Joliet, con el rostro empapado en lágrimas, le miró fijamente. Cerró los ojos y juntó las manos como si rezara murmurando:
—¿Por qué tuvisteis que venir…? Yo lo habría conseguido… Sería rico, en vez de llevar esta vida arrastrada al servicio de incultos que poseen en sus bibliotecas toda la genialidad del hombre pero que les importa un bledo. ¿Sabéis que no le he visto ni una sola vez aquí dentro… salvo para verificar mis clasificaciones? Nunca me ha pedido una obra. La baronesa. En cuanto a la otra idiota, gorda como una oca cebada, finge leer para calentarme la oreja con sus eternas quejas. Habría podido…
—Daos prisa, señor. Nos falta tiempo para justificaciones que no me convencerán. ¿Qué? ¿Que la baronesa prefiere la caza y la administración de sus tierras en lugar de la lectura y por ello debería morir? En cuanto el señor Léon ponga un pie en esta estancia, ya no podré hacer nada. ¿Quién os ha, u os iba, a retribuir?
Joliet no dudó más que un segundo.
—El barón Herbert d’Antigny.
—Era lo que yo pensaba, entonces. Proceded… con el resto, señor. Rápido.
* * *
Évrard Joliet, con el rostro azorado, se precipitó hacia el otro lado de la sala y abrió la escalera que había contra una librería. Se subió a ella a toda prisa y cogió un grueso volumen.
Tres golpes violentos asestados en la puerta. Léon entró, con un aire asesino en el rostro. Joliet lanzó una mirada de pánico a Druon y abrió el libro. Una nube de fino polvo grisáceo revoloteó. Él se tragó dos puñados enteros. El polvo le formaba una especie de máscara sobre la parte baja de las mejillas y en los labios. Léon se lanzó hacia la escalera vociferando una sarta de injurias. La sacudió hasta hacer caer al bibliotecario, a quien agarró por la garganta gritando:
—¡Voy a matarte, monstruo! ¡Voy a destriparte! Voy a hacer que te comas tus propios cojones después de habértelos cortado.

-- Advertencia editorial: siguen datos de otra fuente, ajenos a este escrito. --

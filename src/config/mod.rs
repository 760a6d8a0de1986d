//! Configuration loading.
//!
//! Precedence, highest first: CLI flags (applied by the binary), environment
//! variables, `--config <path>`, `./console-panel.toml`,
//! `$XDG_CONFIG_HOME/console-panel/console-panel.toml`, built-in defaults.

mod defaults;
mod env;
mod sources;
mod types;

pub use defaults::{CONFIG_DIR_NAME, CONFIG_FILE_NAME, LOG_FILE_NAME, LOG_FILTER_ENV};
pub use sources::config_root_dir;
pub use types::{Config, ConsoleConfig, DisplayConfig, InlineConfig, LoadedConfig, LogConfig};

use std::path::{Path, PathBuf};

use crate::error::ConfigError;
use defaults::{MAX_INLINE_WIDTH_PERCENT, MIN_INLINE_WIDTH_PERCENT};
use env::apply_env_overrides;
use sources::read_config_text_with_sources;

// ---------------------------------------------------------------------------
// Loading
// ---------------------------------------------------------------------------

/// Load configuration from disk and environment.
///
/// `path_override` is an explicit config file path (from `--config`).
pub fn load_config(path_override: Option<&Path>) -> Result<LoadedConfig, ConfigError> {
    load_config_from_sources(
        path_override,
        |path| std::fs::read_to_string(path),
        |name| std::env::var(name).ok(),
        config_root_dir,
    )
}

fn load_config_from_sources<FRead, FEnv, FRoot>(
    path_override: Option<&Path>,
    read_file: FRead,
    env_lookup: FEnv,
    config_root: FRoot,
) -> Result<LoadedConfig, ConfigError>
where
    FRead: Fn(&Path) -> Result<String, std::io::Error>,
    FEnv: Fn(&str) -> Option<String>,
    FRoot: Fn() -> Option<PathBuf>,
{
    let (text, source) = read_config_text_with_sources(path_override, &read_file, &config_root)?;
    let mut config: Config = toml::from_str(&text)?;
    apply_env_overrides(&mut config, &env_lookup)?;
    validate(&config)?;
    Ok(LoadedConfig {
        config,
        source: source.describe(),
    })
}

/// Reject values the panel cannot honor.
pub fn validate(config: &Config) -> Result<(), ConfigError> {
    let width = config.inline.width_percent;
    if !(MIN_INLINE_WIDTH_PERCENT..=MAX_INLINE_WIDTH_PERCENT).contains(&width) {
        return Err(ConfigError::Invalid(format!(
            "inline.width_percent must be between {MIN_INLINE_WIDTH_PERCENT} and {MAX_INLINE_WIDTH_PERCENT}, got {width}"
        )));
    }
    if config.log.level.trim().is_empty() {
        return Err(ConfigError::Invalid("log.level must not be empty".into()));
    }
    Ok(())
}

/// Log file path: configured path, else `<config root>/console-panel/console-panel.log`.
pub fn log_file_path(config: &Config) -> Option<PathBuf> {
    config
        .log
        .file
        .clone()
        .or_else(|| config_root_dir().map(|dir| dir.join(CONFIG_DIR_NAME).join(LOG_FILE_NAME)))
}
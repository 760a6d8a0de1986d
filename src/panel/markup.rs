//! Inline markup accepted by output lines.
//!
//! Output content is raw markup: a handful of style tags, `<br>` breaks and
//! HTML entities. Unknown tags are dropped and their inner text kept.
//! Nothing here sanitizes; hosts that print untrusted text call [`escape`].

use scraper::{Html, Node};

/// Style flags carried by one text fragment.
#[derive(Debug, Clone, Copy, Default, PartialEq, Eq)]
pub struct SpanStyle {
    pub bold: bool,
    pub italic: bool,
    pub underline: bool,
}

/// One parsed piece of a line.
#[derive(Debug, Clone, PartialEq, Eq)]
pub enum Fragment {
    /// Styled run of literal text.
    Text { text: String, style: SpanStyle },
    /// Forced line break (`<br>`).
    Break,
}

/// Parse markup into text fragments and breaks.
///
/// Markup goes through an HTML fragment parser, so a `<` that does not open
/// a tag, bare `&` and every named entity behave as they do in a browser.
pub fn parse(markup: &str) -> Vec<Fragment> {
    let fragment = Html::parse_fragment(markup);
    let mut out = Vec::new();
    for node in fragment.root_element().descendants() {
        match node.value() {
            Node::Text(text) => {
                let style = node
                    .ancestors()
                    .filter_map(|ancestor| ancestor.value().as_element())
                    .fold(SpanStyle::default(), |style, element| {
                        apply_tag(style, element.name())
                    });
                push_text(&mut out, &**text, style);
            }
            Node::Element(element) if element.name() == "br" => out.push(Fragment::Break),
            _ => {}
        }
    }
    out
}

fn apply_tag(mut style: SpanStyle, name: &str) -> SpanStyle {
    match name {
        "b" | "strong" => style.bold = true,
        "i" | "em" => style.italic = true,
        "u" => style.underline = true,
        _ => {}
    }
    style
}

/// Rendered text of a markup string: tags stripped, entities decoded, and
/// `<br>` turned into `\n`.
pub fn plain_text(markup: &str) -> String {
    let mut out = String::new();
    for fragment in parse(markup) {
        match fragment {
            Fragment::Text { text, .. } => out.push_str(&text),
            Fragment::Break => out.push('\n'),
        }
    }
    out
}

/// Escape literal text so it renders verbatim as markup.
pub fn escape(text: &str) -> String {
    let mut out = String::with_capacity(text.len());
    for ch in text.chars() {
        match ch {
            '&' => out.push_str("&amp;"),
            '<' => out.push_str("&lt;"),
            '>' => out.push_str("&gt;"),
            '\n' => out.push_str("<br>"),
            _ => out.push(ch),
        }
    }
    out
}

fn push_text(out: &mut Vec<Fragment>, text: &str, style: SpanStyle) {
    if text.is_empty() {
        return;
    }
    if let Some(Fragment::Text {
        text: previous,
        style: previous_style,
    }) = out.last_mut()
    {
        if *previous_style == style {
            previous.push_str(text);
            return;
        }
    }
    out.push(Fragment::Text {
        text: text.to_string(),
        style,
    });
}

—Es inútil, señor Léon —dijo Druon con voz serena y firme—. Va a entregar su alma dentro de unas horas muy largas, tan largas que tendrá mucho tiempo para lamentar su acto.

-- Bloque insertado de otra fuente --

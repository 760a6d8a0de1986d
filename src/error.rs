//! Unified error types for the console panel.

use std::fmt;

// ---------------------------------------------------------------------------
// ConsoleError
// ---------------------------------------------------------------------------

/// Errors raised by the session controller.
#[derive(Debug)]
pub enum ConsoleError {
    /// An operation that needs a surface ran before `Console::mount`.
    NotMounted,
    /// `mount` was called while a line is still being edited.
    InputPending,
    /// The session reached `Ended`; no further input can be requested.
    Ended,
    /// The host surface failed to attach, draw, or detach.
    Surface(std::io::Error),
}

impl fmt::Display for ConsoleError {
    fn fmt(&self, f: &mut fmt::Formatter<'_>) -> fmt::Result {
        match self {
            Self::NotMounted => write!(
                f,
                "console is not mounted: call Console::mount with a surface before output or input"
            ),
            Self::InputPending => write!(f, "cannot remount while an input line is being edited"),
            Self::Ended => write!(f, "console session has ended"),
            Self::Surface(e) => write!(f, "surface: {e}"),
        }
    }
}

impl std::error::Error for ConsoleError {
    fn source(&self) -> Option<&(dyn std::error::Error + 'static)> {
        match self {
            Self::Surface(e) => Some(e),
            _ => None,
        }
    }
}

impl From<std::io::Error> for ConsoleError {
    fn from(e: std::io::Error) -> Self {
        Self::Surface(e)
    }
}

// ---------------------------------------------------------------------------
// ConfigError
// ---------------------------------------------------------------------------

/// Errors when loading or parsing configuration.
#[derive(Debug)]
pub enum ConfigError {
    Io(std::io::Error),
    Toml(toml::de::Error),
    Invalid(String),
}

impl fmt::Display for ConfigError {
    fn fmt(&self, f: &mut fmt::Formatter<'_>) -> fmt::Result {
        match self {
            Self::Io(e) => write!(f, "io: {e}"),
            Self::Toml(e) => write!(f, "toml: {e}"),
            Self::Invalid(msg) => write!(f, "invalid config: {msg}"),
        }
    }
}

impl std::error::Error for ConfigError {}

impl From<std::io::Error> for ConfigError {
    fn from(e: std::io::Error) -> Self {
        Self::Io(e)
    }
}

impl From<toml::de::Error> for ConfigError {
    fn from(e: toml::de::Error) -> Self {
        Self::Toml(e)
    }
}
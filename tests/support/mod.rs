//! Shared helpers for driving a console headless over a memory surface.

#![allow(dead_code)]

use console_panel::panel::{LineKind, MemorySurface};
use console_panel::session::{Console, ConsoleOptions, PanelEvent, PanelVariant, SessionState};
use crossterm::event::{KeyCode, KeyEvent, KeyModifiers};

pub const COLS: u16 = 80;
pub const ROWS: u16 = 24;

/// Mount a console of `variant` onto a fresh 80x24 memory surface.
pub fn mounted(variant: PanelVariant) -> (Console, MemorySurface) {
    mounted_with(variant, ConsoleOptions::default())
}

pub fn mounted_with(variant: PanelVariant, options: ConsoleOptions) -> (Console, MemorySurface) {
    let surface = MemorySurface::new(COLS, ROWS);
    let console = Console::with_options(variant, options);
    console.mount(surface.clone()).expect("memory surface mounts");
    (console, surface)
}

pub fn press(console: &Console, code: KeyCode) {
    console
        .dispatch(PanelEvent::Key(KeyEvent::new(code, KeyModifiers::NONE)))
        .expect("dispatch key");
}

pub fn type_text(console: &Console, text: &str) {
    for ch in text.chars() {
        press(console, KeyCode::Char(ch));
    }
}

/// Type `text` and press Enter.
pub fn submit(console: &Console, text: &str) {
    type_text(console, text);
    press(console, KeyCode::Enter);
}

/// Yield until the console is waiting for input.
pub async fn until_awaiting(console: &Console) {
    let mut state = console.watch_state();
    while *state.borrow_and_update() != SessionState::AwaitingInput {
        state.changed().await.expect("console alive");
    }
}

pub fn editable_count(console: &Console) -> usize {
    console.lines().iter().filter(|line| line.editable).count()
}

pub fn texts(console: &Console) -> Vec<String> {
    console.lines().into_iter().map(|line| line.text).collect()
}

pub fn last_text(console: &Console) -> Option<String> {
    console.lines().pop().map(|line| line.text)
}

pub fn input_lines(console: &Console) -> Vec<String> {
    console
        .lines()
        .into_iter()
        .filter(|line| line.kind == LineKind::Input)
        .map(|line| line.text)
        .collect()
}
//! CLI argument parsing via clap.

use clap::Parser;
use console_panel::config::Config;
use console_panel::session::PanelVariant;
use std::path::PathBuf;

/// A line-oriented console drawn as a terminal panel, with a small demo host.
#[derive(Debug, Parser)]
#[command(name = "console-panel", version)]
pub struct Args {
    /// Path to config file (default: ./console-panel.toml or
    /// ~/.config/console-panel/console-panel.toml).
    #[arg(short = 'c', long = "config")]
    pub config: Option<PathBuf>,

    /// Panel layout: `app` (full screen, ends when idle) or `inline` (side panel).
    #[arg(long = "variant", value_parser = parse_variant)]
    pub variant: Option<PanelVariant>,

    /// Idle delay in milliseconds before an app session ends on its own.
    #[arg(long = "idle-ms", value_name = "MS")]
    pub idle_ms: Option<u64>,

    /// Write diagnostics to this file instead of the default log path.
    #[arg(long = "log-file", value_name = "PATH")]
    pub log_file: Option<PathBuf>,

    /// Disable color output.
    #[arg(long = "no-color")]
    pub no_color: bool,
}

impl Args {
    /// Flags win over every other config source.
    pub fn apply_to(&self, config: &mut Config) {
        if let Some(variant) = self.variant {
            config.console.variant = variant;
        }
        if let Some(idle_ms) = self.idle_ms {
            config.console.idle_ms = idle_ms;
        }
        if let Some(path) = &self.log_file {
            config.log.file = Some(path.clone());
        }
        if self.no_color {
            config.display.color = false;
        }
    }
}

fn parse_variant(raw: &str) -> Result<PanelVariant, String> {
    raw.parse()
}
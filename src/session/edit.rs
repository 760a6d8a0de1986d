//! Per-input edit session: keystroke routing for the editable line and the
//! one-shot completion that hands the submitted text back to the host.

use crate::panel::{EditTarget, TextPanel};
use crossterm::event::{KeyCode, KeyEvent, KeyEventKind, KeyModifiers};
use tokio::sync::oneshot;
use tracing::debug;

/// What one key press does to the editable line.
#[derive(Debug, Clone, Copy, PartialEq, Eq)]
pub(crate) enum KeyAction {
    Commit,
    Insert(char),
    Backspace,
    Delete,
    Left,
    Right,
    Home,
    End,
    Ignore,
}

/// Outcome of routing one key to the edit session.
#[derive(Debug, Clone, Copy, PartialEq, Eq)]
pub(crate) enum KeyOutcome {
    /// Enter was pressed; the caller commits the line.
    Commit,
    Edited,
    Ignored,
}

pub(crate) fn reduce_key(key: &KeyEvent) -> KeyAction {
    if key.kind == KeyEventKind::Release {
        return KeyAction::Ignore;
    }
    match key.code {
        // Enter commits regardless of modifiers; the line never takes a break.
        KeyCode::Enter => KeyAction::Commit,
        KeyCode::Char(ch)
            if !key
                .modifiers
                .intersects(KeyModifiers::CONTROL | KeyModifiers::ALT) =>
        {
            KeyAction::Insert(ch)
        }
        KeyCode::Backspace => KeyAction::Backspace,
        KeyCode::Delete => KeyAction::Delete,
        KeyCode::Left => KeyAction::Left,
        KeyCode::Right => KeyAction::Right,
        KeyCode::Home => KeyAction::Home,
        KeyCode::End => KeyAction::End,
        _ => KeyAction::Ignore,
    }
}

/// Lives exactly as long as one pending input.
pub(crate) struct EditSession {
    target: EditTarget,
    completion: Option<oneshot::Sender<String>>,
}

impl EditSession {
    pub(crate) fn new(target: EditTarget, completion: oneshot::Sender<String>) -> Self {
        Self {
            target,
            completion: Some(completion),
        }
    }

    pub(crate) fn target(&self) -> EditTarget {
        self.target
    }

    pub(crate) fn handle_key(&mut self, panel: &mut TextPanel, key: &KeyEvent) -> KeyOutcome {
        let action = reduce_key(key);
        if action == KeyAction::Commit {
            return KeyOutcome::Commit;
        }
        let Some(buffer) = panel.edit_buffer(self.target) else {
            return KeyOutcome::Ignored;
        };
        match action {
            KeyAction::Insert(ch) => buffer.insert_char(ch),
            KeyAction::Backspace => {
                buffer.backspace();
                if buffer.strip_break_artifact() {
                    debug!("removed leftover line break from emptied input");
                }
            }
            KeyAction::Delete => {
                buffer.delete();
            }
            KeyAction::Left => buffer.move_left(),
            KeyAction::Right => buffer.move_right(),
            KeyAction::Home => buffer.move_home(),
            KeyAction::End => buffer.move_end(),
            KeyAction::Commit | KeyAction::Ignore => return KeyOutcome::Ignored,
        }
        KeyOutcome::Edited
    }

    pub(crate) fn paste(&mut self, panel: &mut TextPanel, text: &str) -> bool {
        match panel.edit_buffer(self.target) {
            Some(buffer) => {
                buffer.insert_str(text);
                true
            }
            None => false,
        }
    }

    /// Deliver the submitted text. Only the first call has any effect.
    pub(crate) fn resolve(&mut self, value: String) {
        match self.completion.take() {
            Some(sender) => {
                if sender.send(value).is_err() {
                    debug!("input submitted after the waiting caller went away");
                }
            }
            None => debug!("input already resolved"),
        }
    }
}

/// Replace non-breaking spaces with plain spaces.
pub fn normalize_nbsp(text: &str) -> String {
    text.replace('\u{a0}', " ")
}

/// Split submitted text into whitespace-separated tokens.
///
/// Blank input yields a single empty token, so callers always get at least
/// one element.
pub fn split_tokens(text: &str) -> Vec<String> {
    let tokens: Vec<String> = text.split_whitespace().map(str::to_string).collect();
    if tokens.is_empty() {
        vec![String::new()]
    } else {
        tokens
    }
}

#[cfg(test)]
mod tests {
    use super::*;
    use crate::panel::StylePreset;

    fn press(code: KeyCode) -> KeyEvent {
        KeyEvent::new(code, KeyModifiers::NONE)
    }

    #[test]
    fn enter_commits_with_any_modifier() {
        assert_eq!(reduce_key(&press(KeyCode::Enter)), KeyAction::Commit);
        let shifted = KeyEvent::new(KeyCode::Enter, KeyModifiers::SHIFT);
        assert_eq!(reduce_key(&shifted), KeyAction::Commit);
    }

    #[test]
    fn control_chords_and_releases_are_ignored() {
        let ctrl = KeyEvent::new(KeyCode::Char('a'), KeyModifiers::CONTROL);
        assert_eq!(reduce_key(&ctrl), KeyAction::Ignore);

        let mut release = press(KeyCode::Char('a'));
        release.kind = KeyEventKind::Release;
        assert_eq!(reduce_key(&release), KeyAction::Ignore);
    }

    #[test]
    fn shifted_chars_insert() {
        let upper = KeyEvent::new(KeyCode::Char('A'), KeyModifiers::SHIFT);
        assert_eq!(reduce_key(&upper), KeyAction::Insert('A'));
    }

    #[test]
    fn nbsp_becomes_space() {
        assert_eq!(normalize_nbsp("a\u{a0}b\u{a0}\u{a0}c"), "a b  c");
        assert_eq!(normalize_nbsp("plain"), "plain");
    }

    #[test]
    fn tokens_split_on_whitespace_runs() {
        assert_eq!(split_tokens("  hello   world "), vec!["hello", "world"]);
        assert_eq!(split_tokens("a\tb\nc"), vec!["a", "b", "c"]);
    }

    #[test]
    fn blank_input_yields_one_empty_token() {
        assert_eq!(split_tokens(""), vec![""]);
        assert_eq!(split_tokens("   "), vec![""]);
    }

    #[test]
    fn backspace_clears_leftover_break() {
        let mut panel = TextPanel::new(StylePreset::app());
        let line = panel.append_line("");
        let target = panel.set_editable(Some(line)).expect("editable");
        let (tx, _rx) = oneshot::channel();
        let mut session = EditSession::new(target, tx);

        session.paste(&mut panel, "\nx");
        let outcome = session.handle_key(&mut panel, &press(KeyCode::Backspace));
        assert_eq!(outcome, KeyOutcome::Edited);
        assert_eq!(panel.text(line).as_deref(), Some(""));
    }

    #[test]
    fn resolve_delivers_once() {
        let mut panel = TextPanel::new(StylePreset::app());
        let line = panel.append_line("");
        let target = panel.set_editable(Some(line)).expect("editable");
        let (tx, mut rx) = oneshot::channel();
        let mut session = EditSession::new(target, tx);

        session.resolve("first".into());
        session.resolve("second".into());
        assert_eq!(rx.try_recv().ok().as_deref(), Some("first"));
    }

    #[cfg(feature = "fuzz-tests")]
    mod prop_tests {
        use super::*;
        use proptest::prelude::*;

        proptest! {
            #[test]
            fn normalized_text_has_no_nbsp_and_keeps_length(
                raw in proptest::string::string_regex("[a-z \u{a0}]{0,32}").expect("regex")
            ) {
                let normalized = normalize_nbsp(&raw);
                prop_assert!(!normalized.contains('\u{a0}'), "normalized text still contains U+00A0");
                prop_assert_eq!(normalized.chars().count(), raw.chars().count());
            }

            #[test]
            fn tokens_never_empty_and_never_contain_whitespace(
                raw in proptest::string::string_regex("[a-z \t\n]{0,32}").expect("regex")
            ) {
                let tokens = split_tokens(raw.trim());
                prop_assert!(!tokens.is_empty());
                for token in &tokens {
                    prop_assert!(!token.chars().any(char::is_whitespace));
                }
                if raw.trim().is_empty() {
                    prop_assert_eq!(tokens, vec![String::new()]);
                }
            }
        }
    }
}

Furioso, Léon le amenazó con el puño profiriendo:
—¡Vos sois quien le habéis permitido que escape a la ira de la baronesa y a la mía!
—Es evidente, por compasión. Nadie me convencerá jamás de que es un error. ¿Qué compensación habríais obtenido torturándole durante días? Ninguna. Tanto más cuando esto ha sido un trato y he obtenido así la confirmación de lo que yo pensaba. El nombre de su comitente.
—¿Quién es ese canalla?
—Creo, señor Léon, si me lo permitís, que nuestra señora merece la primicia de esta información.
* * *
Sin saber cómo, o sobre qué o quién descargar su rabia y su miedo también, pues el estado de Béatrice le angustiaba, Léon se abalanzó hacia la escalera, gritando como un loco:
—¡Guardias, Grinchu, a mis órdenes, al instante!
Un tropel de dementes no hubiera producido tanto estrépito. Tres hombres de armas, con la espada desenfundada, entraron de sopetón en la biblioteca.
Señalando a Évrard Joliet encogido en el suelo, sin reaccionar, esperando su cercano fin, ordenó en un tono de odio:
—Arrojad a este maléfico desecho al calabozo. Que muera allí, sin beber ni comer. Daos prisa antes de que cambie de opinión y lo destripe lentamente.
Levantaron a Joliet del suelo como si fuese una bestia muerta. Él giró la cabeza hacia Druon y murmuró:
—Adiós, señor. Gracias.
La desaparición de Joliet pareció calmar un poco al gigante, que admitió:
—Señor… decididamente soy vuestro servidor. Os habéis ganado mi eterno agradecimiento. Donde quiera que estéis, en cualquier situación que os encontraseis, sean cuales sean vuestros enemigos, pedidlo y yo seré vuestro guardia. Por mi alma. O más bien por mi palabra, pues es más fiable. Sin embargo, en este preciso instante, y con todos mis respetos, os detesto.
—No me lo tomo como una ofensa, estad tranquilo. Además, esto pasará. Nosotros perseguimos un objetivo idéntico, proteger a la baronesa, con ayuda de métodos divergentes.